Материальной основой для того, чтобы развилось представление о сверхъестественных свойствах оружия, становилось наличие у него вполне естественных, но превышающих обычные свойств. «Сияющий как зеркало» меч мог быть изготовлен из высококачественной стали, и по этой причине его владелец имел, конечно, значительное преимущество перед обладателем среднестатистического клинка. В саге мы видим начальную стадию развития веры в особенные магические качества меча.
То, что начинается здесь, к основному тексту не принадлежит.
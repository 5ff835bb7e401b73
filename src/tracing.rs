//! Debug tracing infrastructure for development diagnostics
//!
//! Provides structured logging with scoped filtering for debugging gesture
//! routing, release decisions, and transition interruptions.
//!
//! # Usage
//!
//! Configure via RUST_LOG environment variable:
//! - `RUST_LOG=debug` - all debug logs
//! - `RUST_LOG=peeksheet::sheet=debug` - release decisions and transitions
//! - `RUST_LOG=peeksheet::runtime=trace` - raw event dispatch
//!
//! # Log Files
//!
//! Logs are written to `~/.config/peeksheet/logs/peeksheet.log` with daily
//! rotation. File logging uses debug level by default for more verbose
//! troubleshooting.

use tracing_subscriber::{fmt, layer::SubscriberExt, util::SubscriberInitExt, EnvFilter, Layer};

/// Initialize tracing subscriber with console and file logging
///
/// Console output respects RUST_LOG env var for filtering:
/// - `RUST_LOG=debug` - all debug logs
/// - `RUST_LOG=peeksheet::sheet=debug` - module-level filtering
///
/// File logging writes to `~/.config/peeksheet/logs/peeksheet.log` with
/// daily rotation.
pub fn init() {
    let console_filter =
        EnvFilter::try_from_default_env().unwrap_or_else(|_| EnvFilter::new("warn"));

    // Console layer - respects RUST_LOG
    let console_layer = fmt::layer()
        .with_target(true)
        .with_line_number(true)
        .with_filter(console_filter);

    // File layer - always debug level for troubleshooting
    let file_layer = match crate::config_paths::ensure_logs_dir() {
        Ok(logs_dir) => {
            let file_appender = tracing_appender::rolling::daily(logs_dir, "peeksheet.log");
            Some(
                fmt::layer()
                    .with_writer(file_appender)
                    .with_ansi(false)
                    .with_target(true)
                    .with_line_number(true)
                    .with_filter(EnvFilter::new("debug")),
            )
        }
        Err(e) => {
            eprintln!("Warning: Could not initialize file logging: {}", e);
            None
        }
    };

    tracing_subscriber::registry()
        .with(console_layer)
        .with(file_layer)
        .init();
}
//! Centralized configuration paths for peeksheet
//!
//! All config files live under:
//! - Unix/macOS: `~/.config/peeksheet/`
//! - Windows: `%APPDATA%\peeksheet\`
//!
//! This module is the single source of truth for config paths.

use std::{
    env, fs,
    path::{Path, PathBuf},
};

const APP_DIR: &str = "peeksheet";

/// Base config directory for peeksheet
///
/// Unix/macOS:
///   - If XDG_CONFIG_HOME is set: `$XDG_CONFIG_HOME/peeksheet`
///   - Else: `~/.config/peeksheet`
///
/// Windows:
///   - `%APPDATA%\peeksheet`
pub fn config_dir() -> Option<PathBuf> {
    #[cfg(target_os = "windows")]
    {
        env::var("APPDATA")
            .ok()
            .map(|appdata| PathBuf::from(appdata).join(APP_DIR))
    }

    #[cfg(not(target_os = "windows"))]
    {
        env::var_os("XDG_CONFIG_HOME")
            .map(PathBuf::from)
            .or_else(|| dirs::home_dir().map(|h| h.join(".config")))
            .map(|config| config.join(APP_DIR))
    }
}

/// `~/.config/peeksheet/config.yaml`
pub fn config_file() -> Option<PathBuf> {
    config_dir().map(|dir| dir.join("config.yaml"))
}

/// `~/.config/peeksheet/logs/`
pub fn logs_dir() -> Option<PathBuf> {
    config_dir().map(|dir| dir.join("logs"))
}

fn ensure_dir(path: &Path) -> Result<(), String> {
    fs::create_dir_all(path)
        .map_err(|e| format!("Failed to create directory {}: {}", path.display(), e))
}

/// Ensure the base config dir exists, returning it
pub fn ensure_config_dir() -> Result<PathBuf, String> {
    let dir = config_dir().ok_or_else(|| "No config directory available".to_string())?;
    ensure_dir(&dir)?;
    Ok(dir)
}

/// Ensure logs dir exists, returning it
pub fn ensure_logs_dir() -> Result<PathBuf, String> {
    let config = ensure_config_dir()?;
    let logs = config.join("logs");
    ensure_dir(&logs)?;
    Ok(logs)
}

/// Ensure full config structure (config dir + logs)
pub fn ensure_all_config_dirs() {
    match ensure_logs_dir() {
        Ok(logs) => {
            tracing::info!("Config directories ready (logs dir: {})", logs.display());
        }
        Err(e) => {
            tracing::warn!("Failed to ensure config directories: {}", e);
        }
    }
}
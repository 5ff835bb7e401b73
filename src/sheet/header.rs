//! Header strip drag-to-collapse
//!
//! The header recognizer is intentionally simpler than the panel drag: it
//! looks at one discrete end-state reading per gesture and works in its own
//! units (px of translation, px/s of velocity). It only ever requests a
//! collapse, and only while the sheet is expanded.

use crate::config::HeaderThresholds;
use crate::gesture::HeaderRelease;

#[derive(Debug, Clone)]
pub struct HeaderDrag {
    thresholds: HeaderThresholds,
}

impl HeaderDrag {
    pub fn new(thresholds: HeaderThresholds) -> Self {
        Self { thresholds }
    }

    /// Evaluate a header release. True means the sheet should collapse.
    ///
    /// Enough downward translation or enough downward velocity triggers
    /// (OR, never AND). Inert while the sheet is not expanded. Non-finite
    /// readings count as zero motion.
    pub fn should_collapse(&self, release: &HeaderRelease, expanded: bool) -> bool {
        if !expanded {
            return false;
        }
        let translation_y = if release.translation_y.is_finite() {
            release.translation_y
        } else {
            0.0
        };
        let velocity_y = if release.velocity_y.is_finite() {
            release.velocity_y
        } else {
            0.0
        };

        let collapse = translation_y > self.thresholds.translation_px
            || velocity_y > self.thresholds.velocity_px_s;
        if collapse {
            tracing::debug!(translation_y, velocity_y, "header drag collapses sheet");
        }
        collapse
    }
}
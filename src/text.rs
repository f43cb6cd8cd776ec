//! Visible-text extraction.
//!
//! Approximates a browser's rendered text (`innerText`) from the static DOM:
//! whitespace in ordinary text collapses, block boundaries become line
//! breaks, `<br>` is a newline, and script, style and hidden subtrees
//! contribute nothing. When the rendered walk cannot run, the raw text
//! content of the node is used instead.

use crate::dom::{self, NodeRef};
use crate::error::{Error, Result};
use crate::patterns::{DISPLAY_NONE, WHITESPACE_RUN};
use crate::Options;

/// Elements whose content never renders as text.
pub(crate) const SKIPPED_TAGS: &[&str] = &[
    "script", "style", "noscript", "template", "head", "title", "meta", "link", "svg",
    "iframe", "object", "canvas",
];

/// Elements laid out as blocks (one line break before and after).
const BLOCK_TAGS: &[&str] = &[
    "address", "article", "aside", "blockquote", "dd", "details", "dialog", "div", "dl", "dt",
    "fieldset", "figcaption", "figure", "footer", "form", "h1", "h2", "h3", "h4", "h5", "h6",
    "header", "hr", "li", "main", "nav", "ol", "pre", "section", "summary", "table", "ul", "tr",
    "caption", "body", "html",
];

/// Elements whose whitespace is preserved.
const PREFORMATTED_TAGS: &[&str] = &["pre", "textarea", "listing", "plaintext"];

/// Check whether an element is excluded from rendering.
pub(crate) fn is_hidden(node: &NodeRef) -> bool {
    if dom::is_one_of_tags(node, SKIPPED_TAGS) {
        return true;
    }
    if node.attr("hidden").is_some() {
        return true;
    }
    node.attr("style").is_some_and(|style| DISPLAY_NONE.is_match(&style))
}

/// Extract the visible text of a node, trimmed.
///
/// Returns an empty string for a missing node. Never fails: if the rendered
/// walk is aborted (for instance by the nesting guard), the node's raw text
/// content is returned instead.
///
/// # Example
///
/// ```rust
/// use grok_convo_scraper::{dom, text, Options};
///
/// let doc = dom::parse("<div><p>Hello</p><p>there</p></div>");
/// let div = dom::query_all(&doc, "div")?[0];
/// assert_eq!(text::get_text(Some(&div), &Options::default()), "Hello\n\nthere");
/// assert_eq!(text::get_text(None, &Options::default()), "");
/// # Ok::<(), grok_convo_scraper::Error>(())
/// ```
#[must_use]
pub fn get_text(node: Option<&NodeRef>, options: &Options) -> String {
    let Some(node) = node else {
        return String::new();
    };

    if !node.is_element() {
        return text_content(node);
    }

    match rendered_text(node, options.max_tree_depth) {
        Ok(text) => text,
        Err(e) => {
            log::warn!("rendered text unavailable ({e}); using raw text content");
            text_content(node)
        }
    }
}

/// Raw text content of a node and its descendants, trimmed.
#[must_use]
pub fn text_content(node: &NodeRef) -> String {
    node.text().trim().to_string()
}

/// Rendered text of an element, trimmed.
pub fn rendered_text(node: &NodeRef, max_depth: usize) -> Result<String> {
    let mut writer = TextWriter::default();
    walk(node, &mut writer, false, 0, max_depth)?;
    Ok(writer.finish())
}

fn walk(
    node: &NodeRef,
    writer: &mut TextWriter,
    preformatted: bool,
    depth: usize,
    max_depth: usize,
) -> Result<()> {
    if depth > max_depth {
        return Err(Error::DepthExceeded(max_depth));
    }

    for child in node.children() {
        if child.is_text() {
            writer.text(&child.text(), preformatted);
            continue;
        }
        if !child.is_element() || is_hidden(&child) {
            continue;
        }

        let tag = dom::tag_name(&child).unwrap_or_default();
        match tag.as_str() {
            "br" => writer.hard_break(),
            "p" => {
                writer.block_break(2);
                walk(&child, writer, preformatted, depth + 1, max_depth)?;
                writer.block_break(2);
            }
            "td" | "th" => {
                walk(&child, writer, preformatted, depth + 1, max_depth)?;
                if dom::next_element_sibling(&child).is_some() {
                    writer.tab();
                }
            }
            _ if BLOCK_TAGS.contains(&tag.as_str()) => {
                let pre = preformatted || PREFORMATTED_TAGS.contains(&tag.as_str());
                writer.block_break(1);
                walk(&child, writer, pre, depth + 1, max_depth)?;
                writer.block_break(1);
            }
            _ => {
                let pre = preformatted || PREFORMATTED_TAGS.contains(&tag.as_str());
                walk(&child, writer, pre, depth + 1, max_depth)?;
            }
        }
    }

    Ok(())
}

/// Accumulates rendered text with `innerText`-style required line breaks.
#[derive(Default)]
struct TextWriter {
    out: String,
    pending_breaks: usize,
    pending_space: bool,
}

impl TextWriter {
    fn text(&mut self, raw: &str, preformatted: bool) {
        if preformatted {
            if raw.is_empty() {
                return;
            }
            self.flush();
            self.out.push_str(raw);
            return;
        }

        let collapsed = WHITESPACE_RUN.replace_all(raw, " ");
        let trimmed = collapsed.trim();
        if trimmed.is_empty() {
            if !collapsed.is_empty() {
                self.pending_space = true;
            }
            return;
        }

        if collapsed.starts_with(' ') {
            self.pending_space = true;
        }
        self.flush();
        self.out.push_str(trimmed);
        self.pending_space = collapsed.ends_with(' ');
    }

    fn block_break(&mut self, count: usize) {
        self.pending_breaks = self.pending_breaks.max(count);
        self.pending_space = false;
    }

    fn hard_break(&mut self) {
        self.flush();
        self.out.push('\n');
        self.pending_space = false;
    }

    fn tab(&mut self) {
        self.flush();
        self.out.push('\t');
        self.pending_space = false;
    }

    fn flush(&mut self) {
        if self.pending_breaks > 0 {
            if !self.out.is_empty() {
                trim_trailing_spaces(&mut self.out);
                for _ in 0..self.pending_breaks {
                    self.out.push('\n');
                }
            }
            self.pending_breaks = 0;
            self.pending_space = false;
        } else if self.pending_space {
            if !self.out.is_empty() && !self.out.ends_with(['\n', '\t', ' ']) {
                self.out.push(' ');
            }
            self.pending_space = false;
        }
    }

    fn finish(self) -> String {
        self.out.trim().to_string()
    }
}

fn trim_trailing_spaces(out: &mut String) {
    let kept = out.trim_end_matches(' ').len();
    out.truncate(kept);
}

#[cfg(test)]
mod tests {
    use super::*;

    fn text_of(html: &str, selector: &str) -> String {
        let doc = dom::parse(html);
        let node = dom::query_all(&doc, selector).unwrap()[0];
        get_text(Some(&node), &Options::default())
    }

    #[test]
    fn test_missing_node_is_empty() {
        assert_eq!(get_text(None, &Options::default()), "");
    }

    #[test]
    fn test_collapses_inline_whitespace() {
        assert_eq!(text_of("<div>  Hello \n\t <b>there</b>  </div>", "div"), "Hello there");
    }

    #[test]
    fn test_blocks_become_lines() {
        let html = "<div id='t'><div>first</div><div>second</div><span>third</span></div>";
        assert_eq!(text_of(html, "#t"), "first\nsecond\nthird");
    }

    #[test]
    fn test_paragraphs_get_blank_lines() {
        assert_eq!(text_of("<div><p>one</p><p>two</p></div>", "div"), "one\n\ntwo");
    }

    #[test]
    fn test_br_is_newline() {
        assert_eq!(text_of("<div>line one<br>line two</div>", "div"), "line one\nline two");
    }

    #[test]
    fn test_hidden_content_is_skipped() {
        let html = r#"<div>shown<script>var x = 1;</script><span hidden>no</span><span style="display: none">nope</span></div>"#;
        assert_eq!(text_of(html, "div"), "shown");
    }

    #[test]
    fn test_pre_keeps_whitespace() {
        let html = "<div><pre>fn main() {\n    run();\n}</pre></div>";
        assert_eq!(text_of(html, "div"), "fn main() {\n    run();\n}");
    }

    #[test]
    fn test_table_cells_are_tab_separated() {
        let html = "<table><tr><td>a</td><td>b</td></tr><tr><td>c</td><td>d</td></tr></table>";
        assert_eq!(text_of(html, "table"), "a\tb\nc\td");
    }

    #[test]
    fn test_depth_guard_falls_back_to_text_content() {
        let html = "<div id='t'><div><div><div><p>deep   text</p></div></div></div></div>";
        let doc = dom::parse(html);
        let node = dom::query_all(&doc, "#t").unwrap()[0];
        let options = Options {
            max_tree_depth: 1,
            ..Options::default()
        };
        assert!(rendered_text(&node, 1).is_err());
        assert_eq!(get_text(Some(&node), &options), "deep   text");
    }
}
В русских сказках герой находит магическое оружие, как правило, в глубоких подвалах или пещерах, вход в которые бывает завален валуном. В «Сказании о Еруслане Лазаревиче», произведении XVII в., в котором восточное сказание о персидском богатыре Рустеме было переработано в духе русского былинного эпоса, главный герой находит волшебный клинок под головой богатыря. Богатырь мертв, лежит среди побитой рати, на поле боя, «а тело его, что силная гора, и глава его, что силная бугра», но голова его, к удивлению Еруслана, разговаривает. Он узнает, что под ней сокрыт меч, и просит: «О государыни богатырская голова! Надеючись на твое великое жалованье и милосердие: хотела ты изъ подъ себя мечь свободить мне, и язъ передъ царемъ похвалился, и царь мне такъ сказалъ: толко де Еруслонъ не добудешь того меча, и ты де у меня не можешь нигде укрыться и утьти, ни водою, ни землею… О государыни богатырская голова! Не дай напрасной смерти, дай животъ!» Голова сдвигается — Еруслан получает меч. Вряд ли можно считать слишком произвольным напрашивающееся предположение, что исторической основой данных сказочных пассажей стали случаи извлечения оружия из могильных курганов, воздвигнутых в эпоху раннего Средневековья. Возможна также трактовка часто встречающихся сюжетов об извлечении меча из камня (Пелей, Тесей, король Артур) или из дерева (Один бросает меч в дуб, откуда его может извлечь только Зигмунд), из-под воды, как выражения медиативной мифологической функции меча — связующего звена между разными мирами. В любом случае, «возвращение» меча из «загробного мира» способствовало установлению сакрального ореола, который подкреплялся еще и тем, что в захоронениях могли встречаться высококачественные клинки древних вождей, превосходящие качеством выделки обычное вооружение позднего времени.